- **MATERIAL SUPPLIED**
═══

impl RatedQuote {
    fn candidate(&self) -> QuoteCandidate {
        QuoteCandidate {
            quote_id: self.id,
            total_price: decimal_to_f64(self.total_price),
            vendor_rating: self.vendor_rating.map(decimal_to_f64),
            lead_time_days: self.lead_time_days,
        }
    }
}

fn amount(value: f64, field: &str) -> Result<Decimal, ApiError> {
    f64_to_decimal(value).ok_or_else(|| ApiError::bad_request(format!("{} is not a valid amount", field)))
}

async fn require_takeoff_item(
    state: &AppState,
    project_id: Uuid,
    takeoff_item_id: Uuid,
) -> Result<(), ApiError> {
    let exists: bool = sqlx::query_scalar(
        "SELECT EXISTS(SELECT 1 FROM takeoff_items WHERE id = $1 AND project_id = $2)",
    )
    .bind(takeoff_item_id)
    .bind(project_id)
    .fetch_one(&state.db)
    .await?;

    if !exists {
        return Err(ApiError::not_found("Takeoff item not found in this project"));
    }
    Ok(())
}

/// POST /projects/:project_id/quotes
pub async fn create_quote(
    State(state): State<Arc<AppState>>,
    tenant: RequireTenant,
    Path(project_id): Path<Uuid>,
    Json(req): Json<CreateQuoteRequest>,
) -> Result<impl IntoResponse, ApiError> {
    validated(req.validate())?;
    require_project(&state.db, tenant.company_id, project_id).await?;

    if let Some(takeoff_item_id) = req.takeoff_item_id {
        require_takeoff_item(&state, project_id, takeoff_item_id).await?;
    }

    // A directory vendor supplies the contact details unless the request overrides them
    let (vendor_name, vendor_email, vendor_phone) = match req.vendor_id {
        Some(vendor_id) => {
            let vendor = find_vendor(&state.db, tenant.company_id, vendor_id)
                .await?
                .ok_or_else(|| ApiError::not_found("Vendor not found"))?;
            (
                vendor.name,
                trimmed(req.vendor_email.clone()).or(vendor.email),
                trimmed(req.vendor_phone.clone()).or(vendor.phone),
            )
        }
        None => (
            trimmed(req.vendor_name.clone()).unwrap_or_default(),
            trimmed(req.vendor_email.clone()),
            trimmed(req.vendor_phone.clone()),
        ),
    };

    let quantity = amount(req.quantity, "quantity")?;
    let unit_price = amount(req.unit_price, "unit_price")?;
    let total_price = money(amount(req.total(), "total_price")?);

    let row: QuoteRow = sqlx::query_as(&format!(
        r#"
        INSERT INTO quotes (project_id, vendor_id, takeoff_item_id, vendor_name, vendor_email,
                            vendor_phone, item_description, quantity, unit, unit_price, total_price,
                            lead_time_days, notes, received_at)
        VALUES ($1, $2, $3, $4, $5, $6, $7, $8, $9, $10, $11, $12, $13, COALESCE($14, NOW()))
        RETURNING {}
        "#,
        QUOTE_COLUMNS
    ))
    .bind(project_id)
    .bind(req.vendor_id)
    .bind(req.takeoff_item_id)
    .bind(&vendor_name)
    .bind(&vendor_email)
    .bind(&vendor_phone)
    .bind(req.item_description.trim())
    .bind(quantity)
    .bind(req.unit.trim())
    .bind(unit_price)
    .bind(total_price)
    .bind(req.lead_time_days)
    .bind(trimmed(req.notes))
    .bind(req.received_at)
    .fetch_one(&state.db)
    .await?;

    tracing::info!(
        user_id = %tenant.user_id,
        project_id = %project_id,
        quote_id = %row.id,
        vendor = %vendor_name,
        total = %total_price,
        "Quote recorded"
    );

    Ok(Created(QuoteResponse::from(row)))
}

/// GET /projects/:project_id/quotes
pub async fn list_quotes(
    State(state): State<Arc<AppState>>,
    tenant: RequireTenant,
    Path(project_id): Path<Uuid>,
    Query(params): Query<PaginationParams>,
    Query(query): Query<QuoteQuery>,
) -> Result<impl IntoResponse, ApiError> {
    require_project(&state.db, tenant.company_id, project_id).await?;

    let status = query.status.map(|s| s.as_str());
    let filter = r#"
        WHERE project_id = $1
          AND ($2::text IS NULL OR status = $2)
          AND ($3::uuid IS NULL OR vendor_id = $3)
          AND ($4::uuid IS NULL OR takeoff_item_id = $4)
    "#;

    let total: i64 = sqlx::query_scalar(&format!("SELECT COUNT(*) FROM quotes {}", filter))
        .bind(project_id)
        .bind(status)
        .bind(query.vendor_id)
        .bind(query.takeoff_item_id)
        .fetch_one(&state.db)
        .await?;

    let rows: Vec<QuoteRow> = sqlx::query_as(&format!(
        "SELECT {} FROM quotes {} ORDER BY received_at DESC, id LIMIT $5 OFFSET $6",
        QUOTE_COLUMNS, filter
    ))
    .bind(project_id)
    .bind(status)
    .bind(query.vendor_id)
    .bind(query.takeoff_item_id)
    .bind(params.limit())
    .bind(params.offset())
    .fetch_all(&state.db)
    .await?;

    let data: Vec<QuoteResponse> = rows.into_iter().map(Into::into).collect();
    Ok(Paginated::new(data, &params, total))
}

async fn fetch_quote(state: &AppState, project_id: Uuid, quote_id: Uuid) -> Result<QuoteRow, ApiError> {
    sqlx::query_as(&format!(
        "SELECT {} FROM quotes WHERE id = $1 AND project_id = $2",
        QUOTE_COLUMNS
    ))
    .bind(quote_id)
    .bind(project_id)
    .fetch_optional(&state.db)
    .await?
    .ok_or_else(|| ApiError::not_found("Quote not found"))
}

/// GET /projects/:project_id/quotes/:quote_id
pub async fn get_quote(
    State(state): State<Arc<AppState>>,
    tenant: RequireTenant,
    Path((project_id, quote_id)): Path<(Uuid, Uuid)>,
) -> Result<impl IntoResponse, ApiError> {
    require_project(&state.db, tenant.company_id, project_id).await?;
    let row = fetch_quote(&state, project_id, quote_id).await?;
    Ok(Json(DataResponse::new(QuoteResponse::from(row))))
}

/// PUT /projects/:project_id/quotes/:quote_id
pub async fn update_quote(
    State(state): State<Arc<AppState>>,
    tenant: RequireTenant,
    Path((project_id, quote_id)): Path<(Uuid, Uuid)>,
    Json(req): Json<UpdateQuoteRequest>,
) -> Result<impl IntoResponse, ApiError> {
    validated(req.validate())?;
    require_project(&state.db, tenant.company_id, project_id).await?;

    if let Some(takeoff_item_id) = req.takeoff_item_id {
        require_takeoff_item(&state, project_id, takeoff_item_id).await?;
    }

    let current = fetch_quote(&state, project_id, quote_id).await?;
    let total = req.resolve_total(
        decimal_to_f64(current.quantity),
        decimal_to_f64(current.unit_price),
        decimal_to_f64(current.total_price),
    );
    let total_price = money(amount(total, "total_price")?);
    let quantity = req.quantity.map(|q| amount(q, "quantity")).transpose()?;
    let unit_price = req.unit_price.map(|p| amount(p, "unit_price")).transpose()?;

    let row: QuoteRow = sqlx::query_as(&format!(
        r#"
        UPDATE quotes SET
            item_description = COALESCE($3, item_description),
            quantity = COALESCE($4, quantity),
            unit = COALESCE($5, unit),
            unit_price = COALESCE($6, unit_price),
            total_price = $7,
            lead_time_days = COALESCE($8, lead_time_days),
            notes = COALESCE($9, notes),
            takeoff_item_id = COALESCE($10, takeoff_item_id),
            updated_at = NOW()
        WHERE id = $1 AND project_id = $2
        RETURNING {}
        "#,
        QUOTE_COLUMNS
    ))
    .bind(quote_id)
    .bind(project_id)
    .bind(trimmed(req.item_description))
    .bind(quantity)
    .bind(trimmed(req.unit))
    .bind(unit_price)
    .bind(total_price)
    .bind(req.lead_time_days)
    .bind(trimmed(req.notes))
    .bind(req.takeoff_item_id)
    .fetch_optional(&state.db)
    .await?
    .ok_or_else(|| ApiError::not_found("Quote not found"))?;

    tracing::info!(
        user_id = %tenant.user_id,
        project_id = %project_id,
        quote_id = %quote_id,
        total = %total_price,
        "Quote updated"
    );

    Ok(Json(DataResponse::new(QuoteResponse::from(row))))
}

/// DELETE /projects/:project_id/quotes/:quote_id
pub async fn delete_quote(
    State(state): State<Arc<AppState>>,
    tenant: RequireTenant,
    Path((project_id, quote_id)): Path<(Uuid, Uuid)>,
) -> Result<impl IntoResponse, ApiError> {
    require_project(&state.db, tenant.company_id, project_id).await?;

    let result = sqlx::query("DELETE FROM quotes WHERE id = $1 AND project_id = $2")
        .bind(quote_id)
        .bind(project_id)
        .execute(&state.db)
        .await?;

    if result.rows_affected() == 0 {
        return Err(ApiError::not_found("Quote not found"));
    }

    tracing::info!(user_id = %tenant.user_id, quote_id = %quote_id, "Quote deleted");
    Ok(Json(MessageResponse::new("Quote deleted")))
}

/// PATCH /projects/:project_id/quotes/:quote_id/status
///
/// Accepting a quote rejects the other pending quotes for the same takeoff item.
pub async fn update_quote_status(
    State(state): State<Arc<AppState>>,
    tenant: RequireTenant,
    Path((project_id, quote_id)): Path<(Uuid, Uuid)>,
    Json(req): Json<UpdateQuoteStatusRequest>,
) -> Result<impl IntoResponse, ApiError> {
    require_project(&state.db, tenant.company_id, project_id).await?;

    let mut tx = state.db.begin().await?;

    let row: QuoteRow = sqlx::query_as(&format!(
        r#"
        UPDATE quotes SET status = $3, updated_at = NOW()
        WHERE id = $1 AND project_id = $2
        RETURNING {}
        "#,
        QUOTE_COLUMNS
    ))
    .bind(quote_id)
    .bind(project_id)
    .bind(req.status.as_str())
    .fetch_optional(&mut *tx)
    .await?
    .ok_or_else(|| ApiError::not_found("Quote not found"))?;

    let mut rejected = 0;
    if let (QuoteStatus::Accepted, Some(takeoff_item_id)) = (req.status, row.takeoff_item_id) {
        rejected = sqlx::query(
            r#"
            UPDATE quotes SET status = 'rejected', updated_at = NOW()
            WHERE project_id = $1 AND takeoff_item_id = $2 AND id <> $3 AND status = 'pending'
            "#,
        )
        .bind(project_id)
        .bind(takeoff_item_id)
        .bind(quote_id)
        .execute(&mut *tx)
        .await?
        .rows_affected();
    }

    tx.commit().await?;

    tracing::info!(
        user_id = %tenant.user_id,
        quote_id = %quote_id,
        status = req.status.as_str(),
        auto_rejected = rejected,
        "Quote status updated"
    );

    Ok(Json(DataResponse::new(QuoteResponse::from(row))))
}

═══

- **TASK DESCRIPTION**
Whichever lines of the records above hold the word "notes" should all be copied out.

- **REPLY**
                            lead_time_days, notes, received_at)
    .bind(trimmed(req.notes))
            notes = COALESCE($9, notes),
    .bind(trimmed(req.notes))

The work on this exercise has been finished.